The slope of the given v versus x graph is $$m = - {{{v_0}} \over {{x_0}}}$$ and intercept is c = + v₀. Hence, v varies with x as

$$v = - \left( {{{{v_0}} \over {{x_0}}}} \right)x + {v_0}$$ ...... (1)

where v₀ and x₀ are constants of motion. Differentiating with respect to time t, we have

$${{dv} \over {dt}} = - \left( {{{{v_0}} \over {{x_0}}}} \right){{dx} \over {dt}}$$

or $$a = - \left( {{{{v_0}} \over {{x_0}}}} \right)v$$ ........ (2)

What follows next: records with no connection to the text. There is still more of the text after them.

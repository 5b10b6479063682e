use crate::core::constants::{
    MAX_LAT_DELTA_AT_MIN_ZOOM, MAX_LNG_DELTA_AT_MIN_ZOOM, MAX_QUERY_ZOOM, MIN_QUERY_ZOOM,
    USER_REGION_DELTA,
};
use crate::core::geo::LatLng;
use crate::{Error, Result};
use serde::{Deserialize, Serialize};

/// The visible region of a map: center point plus latitude/longitude span
#[derive(Debug, Clone, Copy, PartialEq, Serialize, Deserialize)]
#[serde(rename_all = "camelCase")]
pub struct Viewport {
    pub latitude: f64,
    pub longitude: f64,
    pub latitude_delta: f64,
    pub longitude_delta: f64,
}

impl Viewport {
    /// Creates a new viewport
    pub fn new(latitude: f64, longitude: f64, latitude_delta: f64, longitude_delta: f64) -> Self {
        Self {
            latitude,
            longitude,
            latitude_delta,
            longitude_delta,
        }
    }

    /// Region shown on first launch, before the user's position is known
    pub fn world() -> Self {
        Self::new(
            20.700689035749388,
            20.830085165798664,
            110.88454576378447,
            126.56248658895493,
        )
    }

    /// Small region centered on the user's position
    pub fn around(position: LatLng) -> Self {
        Self::new(
            position.lat,
            position.lng,
            USER_REGION_DELTA,
            USER_REGION_DELTA,
        )
    }

    pub fn center(&self) -> LatLng {
        LatLng::new(self.latitude, self.longitude)
    }

    /// Converts the viewport into the region the clustering endpoint accepts.
    ///
    /// Zoom is derived from the longitude span and clamped to
    /// [`MIN_QUERY_ZOOM`, `MAX_QUERY_ZOOM`]. Spans wider than the backend allows
    /// at that zoom are shrunk around the center before corners are computed.
    pub fn to_query_region(&self) -> Result<QueryRegion> {
        if !self.longitude_delta.is_finite() || self.longitude_delta <= 0.0 {
            return Err(Error::InvalidCoordinates(format!(
                "longitude delta must be positive, got {}",
                self.longitude_delta
            )));
        }
        if !self.latitude_delta.is_finite() || self.latitude_delta < 0.0 {
            return Err(Error::InvalidCoordinates(format!(
                "latitude delta must be non-negative, got {}",
                self.latitude_delta
            )));
        }

        let zoom = zoom_for_longitude_delta(self.longitude_delta);
        let (max_lat_delta, max_lng_delta) = max_deltas_at_zoom(zoom);
        let lat_delta = self.latitude_delta.min(max_lat_delta);
        let lng_delta = self.longitude_delta.min(max_lng_delta);

        let center = self.center();
        Ok(QueryRegion {
            top_right: center.offset(lat_delta / 2.0, lng_delta / 2.0),
            bottom_left: center.offset(-lat_delta / 2.0, -lng_delta / 2.0),
            zoom,
        })
    }
}

/// Bounding box and zoom level in the form the clustering endpoint expects
#[derive(Debug, Clone, Copy, PartialEq, Serialize, Deserialize)]
#[serde(rename_all = "camelCase")]
pub struct QueryRegion {
    pub top_right: LatLng,
    pub bottom_left: LatLng,
    pub zoom: u8,
}

impl QueryRegion {
    pub fn latitude_span(&self) -> f64 {
        self.top_right.lat - self.bottom_left.lat
    }

    pub fn longitude_span(&self) -> f64 {
        self.top_right.lng - self.bottom_left.lng
    }

    /// `ne_lat,ne_lng,sw_lat,sw_lng,zoom` path segment of the map endpoint
    pub fn to_path_segment(&self) -> String {
        format!(
            "{},{},{}",
            self.top_right.to_path_segment(),
            self.bottom_left.to_path_segment(),
            self.zoom
        )
    }
}

/// `round(log2(360 / delta)) + 1`, ties to even, clamped to the backend range.
pub fn zoom_for_longitude_delta(longitude_delta: f64) -> u8 {
    let raw = (360.0 / longitude_delta).log2().round_ties_even() + 1.0;
    raw.clamp(MIN_QUERY_ZOOM as f64, MAX_QUERY_ZOOM as f64) as u8
}

/// Maximum (latitude, longitude) span the backend accepts at `zoom`.
pub fn max_deltas_at_zoom(zoom: u8) -> (f64, f64) {
    let steps = zoom.saturating_sub(MIN_QUERY_ZOOM) as i32;
    let divisor = 2_f64.powi(steps);
    (
        MAX_LAT_DELTA_AT_MIN_ZOOM / divisor,
        MAX_LNG_DELTA_AT_MIN_ZOOM / divisor,
    )
}

#[cfg(test)]
mod tests {
    use super::*;

    const EPSILON: f64 = 1e-9;

    #[test]
    fn test_zoom_matches_formula() {
        for delta in [0.0001, 0.01, 0.3, 0.5, 1.0, 7.5, 22.5, 45.0, 90.0, 180.0, 359.0] {
            let expected = ((360.0_f64 / delta).log2().round_ties_even() + 1.0).clamp(4.0, 18.0);
            assert_eq!(zoom_for_longitude_delta(delta) as f64, expected, "delta {delta}");
        }
    }

    #[test]
    fn test_zoom_clamped_to_backend_range() {
        assert_eq!(zoom_for_longitude_delta(360.0), MIN_QUERY_ZOOM);
        assert_eq!(zoom_for_longitude_delta(1000.0), MIN_QUERY_ZOOM);
        assert_eq!(zoom_for_longitude_delta(1e-9), MAX_QUERY_ZOOM);
    }

    #[test]
    fn test_exact_powers_of_two() {
        // 360 / 22.5 = 16 -> log2 = 4 -> zoom 5
        assert_eq!(zoom_for_longitude_delta(22.5), 5);
        // 360 / 0.3515625 = 1024 -> zoom 11
        assert_eq!(zoom_for_longitude_delta(0.3515625), 11);
    }

    #[test]
    fn test_max_deltas_halve_per_zoom() {
        assert_eq!(max_deltas_at_zoom(4), (22.5, 45.0));
        assert_eq!(max_deltas_at_zoom(5), (11.25, 22.5));
        assert_eq!(max_deltas_at_zoom(10), (22.5 / 64.0, 45.0 / 64.0));
    }

    #[test]
    fn test_world_viewport_is_clamped() {
        let region = Viewport::world().to_query_region().unwrap();
        assert_eq!(region.zoom, 4);
        assert!((region.latitude_span() - 22.5).abs() < EPSILON);
        assert!((region.longitude_span() - 45.0).abs() < EPSILON);
        let center = Viewport::world().center();
        assert!((region.top_right.lat - (center.lat + 11.25)).abs() < EPSILON);
        assert!((region.bottom_left.lng - (center.lng - 22.5)).abs() < EPSILON);
    }

    #[test]
    fn test_user_region_clamps_latitude_only() {
        let viewport = Viewport::around(LatLng::new(48.85, 2.35));
        let region = viewport.to_query_region().unwrap();
        // 360 / 0.5 = 720 -> log2 ~ 9.49 -> 9 -> zoom 10
        assert_eq!(region.zoom, 10);
        assert!((region.longitude_span() - 0.5).abs() < EPSILON);
        assert!((region.latitude_span() - 22.5 / 64.0).abs() < EPSILON);
    }

    #[test]
    fn test_small_viewport_untouched() {
        // 360 / 0.25 = 1440 -> log2 ~ 10.49 -> 10 -> zoom 11, max (0.176, 0.352)
        let viewport = Viewport::new(10.0, 20.0, 0.1, 0.25);
        let region = viewport.to_query_region().unwrap();
        assert_eq!(region.zoom, 11);
        assert!((region.top_right.lat - 10.05).abs() < EPSILON);
        assert!((region.top_right.lng - 20.125).abs() < EPSILON);
        assert!((region.bottom_left.lat - 9.95).abs() < EPSILON);
        assert!((region.bottom_left.lng - 19.875).abs() < EPSILON);
    }

    #[test]
    fn test_rounded_up_zoom_clamps_both_spans() {
        // 360 / 0.2 = 1800 -> log2 ~ 10.81 -> 11 -> zoom 12
        let region = Viewport::new(10.0, 20.0, 0.1, 0.2).to_query_region().unwrap();
        assert_eq!(region.zoom, 12);
        assert!((region.latitude_span() - 22.5 / 256.0).abs() < EPSILON);
        assert!((region.longitude_span() - 45.0 / 256.0).abs() < EPSILON);
    }

    #[test]
    fn test_spans_never_exceed_backend_maximum() {
        for lng_delta in [0.001, 0.05, 0.5, 3.0, 12.0, 40.0, 100.0, 300.0] {
            for lat_delta in [0.001, 1.0, 30.0, 150.0] {
                let region = Viewport::new(0.0, 0.0, lat_delta, lng_delta)
                    .to_query_region()
                    .unwrap();
                assert!((MIN_QUERY_ZOOM..=MAX_QUERY_ZOOM).contains(&region.zoom));
                let (max_lat, max_lng) = max_deltas_at_zoom(region.zoom);
                assert!(region.latitude_span() <= max_lat + EPSILON);
                assert!(region.longitude_span() <= max_lng + EPSILON);
            }
        }
    }

    #[test]
    fn test_mapping_is_deterministic() {
        let viewport = Viewport::new(-33.86, 151.2, 2.0, 3.0);
        assert_eq!(
            viewport.to_query_region().unwrap(),
            viewport.to_query_region().unwrap()
        );
    }

    #[test]
    fn test_rejects_non_positive_longitude_delta() {
        assert!(matches!(
            Viewport::new(0.0, 0.0, 1.0, 0.0).to_query_region(),
            Err(Error::InvalidCoordinates(_))
        ));
        assert!(Viewport::new(0.0, 0.0, 1.0, -2.0).to_query_region().is_err());
        assert!(Viewport::new(0.0, 0.0, 1.0, f64::NAN).to_query_region().is_err());
    }

    #[test]
    fn test_path_segment() {
        let region = QueryRegion {
            top_right: LatLng::new(1.0, 2.0),
            bottom_left: LatLng::new(-1.0, -2.0),
            zoom: 7,
        };
        assert_eq!(region.to_path_segment(), "1,2,-1,-2,7");
    }
}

Using Eq. (1) in Eq. (2), we get

$$a = - \left( {{{{v_0}} \over {{x_0}}}} \right)\left( { - {{{v_0}} \over {{x_0}}}x + {v_0}} \right)$$

$$a = {\left( {{{{v_0}} \over {{x_0}}}} \right)^2}x - {{v_0^2} \over {{x_0}}}$$

Thus the graph of a versus x is a straight line having a positive slope = $${\left( {{{{v_0}} \over {{x_0}}}} \right)^2}$$ and negative intercept = $$ - {{v_0^2} \over {{x_0}}}$$. Hence the correct choice is (a).